• TASK OBJECTIVE:
In the records below, some lines contain "Copy"; state the number of such lines and nothing else.

• DATASET CONTENT:
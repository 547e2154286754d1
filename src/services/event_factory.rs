//! Centralized event construction helpers.
//!
//! All event construction should go through these helpers so the
//! envelope defaults (id, timestamp, unassigned sequence) stay in one place.

use chrono::Utc;

use crate::domain::models::CorrelationKey;

use super::event_bus::{
    EventCategory, EventId, EventPayload, EventSeverity, SequenceNumber, UnifiedEvent,
};

/// Build a `UnifiedEvent` with standard defaults.
///
/// Sequence is set to 0 (assigned by EventBus on publish).
pub fn make_event(
    severity: EventSeverity,
    category: EventCategory,
    correlation_key: Option<CorrelationKey>,
    payload: EventPayload,
) -> UnifiedEvent {
    UnifiedEvent {
        id: EventId::new(),
        sequence: SequenceNumber::zero(),
        timestamp: Utc::now(),
        severity,
        category,
        correlation_key,
        payload,
    }
}

/// Build a requester-category event.
pub fn requester_event(
    severity: EventSeverity,
    correlation_key: Option<CorrelationKey>,
    payload: EventPayload,
) -> UnifiedEvent {
    make_event(severity, EventCategory::Requester, correlation_key, payload)
}

/// Build a tasks-category event.
pub fn tasks_event(
    severity: EventSeverity,
    correlation_key: Option<CorrelationKey>,
    payload: EventPayload,
) -> UnifiedEvent {
    make_event(severity, EventCategory::Tasks, correlation_key, payload)
}

/// Build a navigation event caused by the fetch keyed by `key`.
pub fn navigation_event(key: CorrelationKey, route: &str, message: &str) -> UnifiedEvent {
    make_event(
        EventSeverity::Info,
        EventCategory::Navigation,
        Some(key),
        EventPayload::NavigationRequested {
            route: route.to_string(),
            message: message.to_string(),
        },
    )
}
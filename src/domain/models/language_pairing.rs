//! Which target languages a task may be translated into.
//!
//! Languages belong to groups, and translation is offered between groups
//! that are explicitly paired. A target is available for a source when it
//! sits in a different group that is paired with the source's group.

use std::collections::{HashMap, HashSet};

use super::config::LanguagesConfig;

/// Lookup over configured language groups and group pairs.
#[derive(Debug, Clone, Default)]
pub struct LanguagePairing {
    /// Every known language code, in configured order
    languages: Vec<String>,
    group_of: HashMap<String, String>,
    pairs: Vec<(String, String)>,
}

impl LanguagePairing {
    /// Build from `(group, codes)` entries and unordered group pairs.
    pub fn new<G, P>(groups: G, pairs: P) -> Self
    where
        G: IntoIterator<Item = (String, Vec<String>)>,
        P: IntoIterator<Item = (String, String)>,
    {
        let mut languages = Vec::new();
        let mut group_of = HashMap::new();
        for (group, codes) in groups {
            for code in codes {
                if group_of.insert(code.clone(), group.clone()).is_none() {
                    languages.push(code);
                }
            }
        }

        Self {
            languages,
            group_of,
            pairs: pairs.into_iter().collect(),
        }
    }

    /// Group `code` belongs to, if it is a known language.
    pub fn group_of(&self, code: &str) -> Option<&str> {
        self.group_of.get(code).map(String::as_str)
    }

    pub fn languages(&self) -> &[String] {
        &self.languages
    }

    /// Target languages offered for `source`, in configured order.
    ///
    /// With no source every known language is offered. An unknown source
    /// has no group and so no targets.
    pub fn available_targets(&self, source: Option<&str>) -> Vec<&str> {
        let Some(source) = source.filter(|code| !code.is_empty()) else {
            return self.languages.iter().map(String::as_str).collect();
        };
        let Some(group) = self.group_of(source) else {
            return Vec::new();
        };

        let reachable: HashSet<&str> = self
            .pairs
            .iter()
            .filter(|(a, b)| a == group || b == group)
            .flat_map(|(a, b)| [a.as_str(), b.as_str()])
            .collect();

        self.languages
            .iter()
            .map(String::as_str)
            .filter(|code| {
                self.group_of(code)
                    .is_some_and(|inner| inner != group && reachable.contains(inner))
            })
            .collect()
    }

    /// Whether translating `source` into `target` is offered.
    pub fn is_supported(&self, source: &str, target: &str) -> bool {
        self.available_targets(Some(source)).contains(&target)
    }
}

impl From<&LanguagesConfig> for LanguagePairing {
    fn from(config: &LanguagesConfig) -> Self {
        Self::new(
            config
                .groups
                .iter()
                .map(|group| (group.name.clone(), group.languages.clone())),
            config.pairs.iter().cloned(),
        )
    }
}

#[cfg(test)]
mod tests {
    use super::*;

    fn pairing() -> LanguagePairing {
        LanguagePairing::new(
            [
                ("en".to_string(), vec!["en-us".to_string(), "en-gb".to_string()]),
                ("es".to_string(), vec!["es".to_string()]),
                ("pt".to_string(), vec!["pt-br".to_string()]),
                ("ja".to_string(), vec!["ja".to_string()]),
            ],
            [
                ("en".to_string(), "es".to_string()),
                ("pt".to_string(), "en".to_string()),
            ],
        )
    }

    #[test]
    fn test_no_source_offers_every_language() {
        let pairing = pairing();
        assert_eq!(
            pairing.available_targets(None),
            vec!["en-us", "en-gb", "es", "pt-br", "ja"]
        );
        assert_eq!(pairing.available_targets(Some("")).len(), 5);
    }

    #[test]
    fn test_same_group_is_excluded() {
        let pairing = pairing();
        let targets = pairing.available_targets(Some("en-us"));
        assert!(!targets.contains(&"en-gb"));
        assert!(!targets.contains(&"en-us"));
        assert!(!pairing.is_supported("en-us", "en-gb"));
    }

    #[test]
    fn test_paired_groups_in_either_direction() {
        let pairing = pairing();
        assert_eq!(pairing.available_targets(Some("en-gb")), vec!["es", "pt-br"]);
        assert_eq!(pairing.available_targets(Some("es")), vec!["en-us", "en-gb"]);
        assert!(pairing.is_supported("pt-br", "en-us"));
        assert!(!pairing.is_supported("es", "pt-br"));
    }

    #[test]
    fn test_unpaired_or_unknown_source_has_no_targets() {
        let pairing = pairing();
        assert!(pairing.available_targets(Some("ja")).is_empty());
        assert!(pairing.available_targets(Some("xx")).is_empty());
        assert_eq!(pairing.group_of("pt-br"), Some("pt"));
    }

    #[test]
    fn test_from_yaml_config() {
        let config: LanguagesConfig = serde_yaml::from_str(
            "groups:\n  - name: en\n    languages: [en]\n  - name: fr\n    languages: [fr]\npairs:\n  - [fr, en]\n",
        )
        .unwrap();
        let pairing = LanguagePairing::from(&config);
        assert_eq!(pairing.available_targets(Some("en")), vec!["fr"]);
    }
}
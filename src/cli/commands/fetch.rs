//! `linguo fetch`: user-initiated requester fetch.

use std::time::Duration;

use anyhow::Result;
use clap::Args;

use super::TaskSourceArgs;
use crate::cli::output::output;
use crate::cli::{create_spinner, ProgressBarExt};
use crate::domain::models::{Config, LoadingState};

#[derive(Args, Debug)]
pub struct FetchArgs {
    #[command(flatten)]
    pub source: TaskSourceArgs,
}

pub async fn execute(args: FetchArgs, config: &Config, json_mode: bool) -> Result<()> {
    let account = args.source.account_key();
    let client = args.source.client(config);

    let spinner = create_spinner(format!("Fetching requester tasks for {account}"), json_mode);
    let outcome = client
        .fetch_and_wait(account, Duration::from_secs(args.source.wait_secs))
        .await;

    match &outcome {
        Ok(settled) if settled.loading_state == LoadingState::Fetched => {
            spinner.finish_success(format!("{} task(s)", settled.tasks.len()));
        }
        Ok(_) => spinner.finish_error("fetch failed"),
        Err(_) => spinner.finish_error("fetch did not settle"),
    }

    let mut outcome = outcome?;
    args.source.filter(&mut outcome);
    output(&outcome, json_mode);
    Ok(())
}
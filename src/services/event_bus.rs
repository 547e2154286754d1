//! EventBus service for in-process event broadcasting.
//!
//! Every listener holds its own receiver, so no event is consumed on behalf
//! of another listener. Events carry a monotonically increasing sequence
//! number and, for fetch traffic, the correlation key that pairs a request
//! with its completion.

use chrono::{DateTime, Utc};
use serde::{Deserialize, Serialize};
use std::sync::atomic::{AtomicU64, Ordering};
use tokio::sync::broadcast;
use uuid::Uuid;

use crate::domain::errors::FetchError;
use crate::domain::models::{AccountKey, CorrelationKey, Task, TaskId, TaskParty};

/// Unique identifier for an event.
#[derive(Debug, Clone, Copy, PartialEq, Eq, Hash, Serialize, Deserialize)]
pub struct EventId(pub Uuid);

impl EventId {
    pub fn new() -> Self {
        Self(Uuid::new_v4())
    }
}

impl Default for EventId {
    fn default() -> Self {
        Self::new()
    }
}

impl std::fmt::Display for EventId {
    fn fmt(&self, f: &mut std::fmt::Formatter<'_>) -> std::fmt::Result {
        write!(f, "{}", self.0)
    }
}

/// Monotonically increasing sequence number assigned by EventBus.
#[derive(Debug, Clone, Copy, PartialEq, Eq, PartialOrd, Ord, Hash, Serialize, Deserialize)]
pub struct SequenceNumber(pub u64);

impl SequenceNumber {
    pub fn zero() -> Self {
        Self(0)
    }
}

impl std::fmt::Display for SequenceNumber {
    fn fmt(&self, f: &mut std::fmt::Formatter<'_>) -> std::fmt::Result {
        write!(f, "{}", self.0)
    }
}

/// Event severity level.
#[derive(Debug, Clone, Copy, PartialEq, Eq, Serialize, Deserialize)]
#[serde(rename_all = "lowercase")]
pub enum EventSeverity {
    Debug,
    Info,
    Warning,
    Error,
}

impl std::fmt::Display for EventSeverity {
    fn fmt(&self, f: &mut std::fmt::Formatter<'_>) -> std::fmt::Result {
        match self {
            Self::Debug => write!(f, "debug"),
            Self::Info => write!(f, "info"),
            Self::Warning => write!(f, "warning"),
            Self::Error => write!(f, "error"),
        }
    }
}

/// Event category for filtering and routing.
#[derive(Debug, Clone, Copy, PartialEq, Eq, Serialize, Deserialize)]
#[serde(rename_all = "lowercase")]
pub enum EventCategory {
    /// Requester task-list lifecycle
    Requester,
    /// Traffic to and from the task-data provider
    Tasks,
    /// Navigation side effects for the presentation layer
    Navigation,
}

impl std::fmt::Display for EventCategory {
    fn fmt(&self, f: &mut std::fmt::Formatter<'_>) -> std::fmt::Result {
        match self {
            Self::Requester => write!(f, "requester"),
            Self::Tasks => write!(f, "tasks"),
            Self::Navigation => write!(f, "navigation"),
        }
    }
}

/// Event envelope containing all event metadata.
#[derive(Debug, Clone, Serialize, Deserialize)]
pub struct UnifiedEvent {
    pub id: EventId,
    pub sequence: SequenceNumber,
    pub timestamp: DateTime<Utc>,
    pub severity: EventSeverity,
    pub category: EventCategory,
    pub correlation_key: Option<CorrelationKey>,
    pub payload: EventPayload,
}

impl UnifiedEvent {
    /// Whether this event carries `key`.
    pub fn has_key(&self, key: &CorrelationKey) -> bool {
        self.correlation_key.as_ref() == Some(key)
    }
}

/// Event payloads exchanged over the bus.
#[derive(Debug, Clone, Serialize, Deserialize)]
#[serde(tag = "type", content = "data")]
pub enum EventPayload {
    // Requester task list
    FetchTasks {
        account: AccountKey,
    },
    FetchTasksFulfilled {
        account: AccountKey,
        data: Vec<TaskId>,
    },
    FetchTasksRejected {
        account: AccountKey,
        error: FetchError,
    },

    // Task-data provider
    FetchByParty {
        account: AccountKey,
        party: TaskParty,
    },
    FetchByPartyFulfilled {
        data: Vec<Task>,
    },
    FetchByPartyRejected {
        error: FetchError,
    },

    // Presentation side effects
    NavigationRequested {
        route: String,
        message: String,
    },
}

impl EventPayload {
    /// Name of the payload variant, used in logs and filters.
    pub fn variant_name(&self) -> &'static str {
        match self {
            Self::FetchTasks { .. } => "FetchTasks",
            Self::FetchTasksFulfilled { .. } => "FetchTasksFulfilled",
            Self::FetchTasksRejected { .. } => "FetchTasksRejected",
            Self::FetchByParty { .. } => "FetchByParty",
            Self::FetchByPartyFulfilled { .. } => "FetchByPartyFulfilled",
            Self::FetchByPartyRejected { .. } => "FetchByPartyRejected",
            Self::NavigationRequested { .. } => "NavigationRequested",
        }
    }

    /// Whether this payload completes a provider fetch.
    pub fn is_fetch_completion(&self) -> bool {
        matches!(
            self,
            Self::FetchByPartyFulfilled { .. } | Self::FetchByPartyRejected { .. }
        )
    }
}

/// Configuration for the EventBus.
#[derive(Debug, Clone)]
pub struct EventBusConfig {
    /// Channel capacity for the broadcast channel.
    pub channel_capacity: usize,
}

impl Default for EventBusConfig {
    fn default() -> Self {
        Self {
            channel_capacity: 1024,
        }
    }
}

impl From<&crate::domain::models::EventBusSettings> for EventBusConfig {
    fn from(settings: &crate::domain::models::EventBusSettings) -> Self {
        Self {
            channel_capacity: settings.channel_capacity,
        }
    }
}

/// Central event bus for broadcasting events to multiple consumers.
pub struct EventBus {
    sender: broadcast::Sender<UnifiedEvent>,
    sequence: AtomicU64,
}

impl EventBus {
    /// Create a new EventBus with the given configuration.
    pub fn new(config: EventBusConfig) -> Self {
        let (sender, _) = broadcast::channel(config.channel_capacity.max(1));
        Self {
            sender,
            sequence: AtomicU64::new(0),
        }
    }

    /// Publish an event, returning the sequence number it was assigned.
    pub fn publish(&self, mut event: UnifiedEvent) -> SequenceNumber {
        let seq = SequenceNumber(self.sequence.fetch_add(1, Ordering::SeqCst));
        event.sequence = seq;

        match event.severity {
            EventSeverity::Error | EventSeverity::Warning => tracing::warn!(
                sequence = %seq,
                event = event.payload.variant_name(),
                key = ?event.correlation_key,
                "publishing event"
            ),
            _ => tracing::debug!(
                sequence = %seq,
                event = event.payload.variant_name(),
                key = ?event.correlation_key,
                "publishing event"
            ),
        }

        // No subscribers is not an error
        let _ = self.sender.send(event);
        seq
    }

    /// Subscribe to the event stream.
    ///
    /// The receiver observes every event published after this call.
    pub fn subscribe(&self) -> broadcast::Receiver<UnifiedEvent> {
        self.sender.subscribe()
    }

    /// Get the current sequence number.
    pub fn current_sequence(&self) -> SequenceNumber {
        SequenceNumber(self.sequence.load(Ordering::SeqCst))
    }

    /// Get the number of active subscribers.
    pub fn subscriber_count(&self) -> usize {
        self.sender.receiver_count()
    }
}

impl Default for EventBus {
    fn default() -> Self {
        Self::new(EventBusConfig::default())
    }
}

• SOLUTION TO THE EXERCISE:
4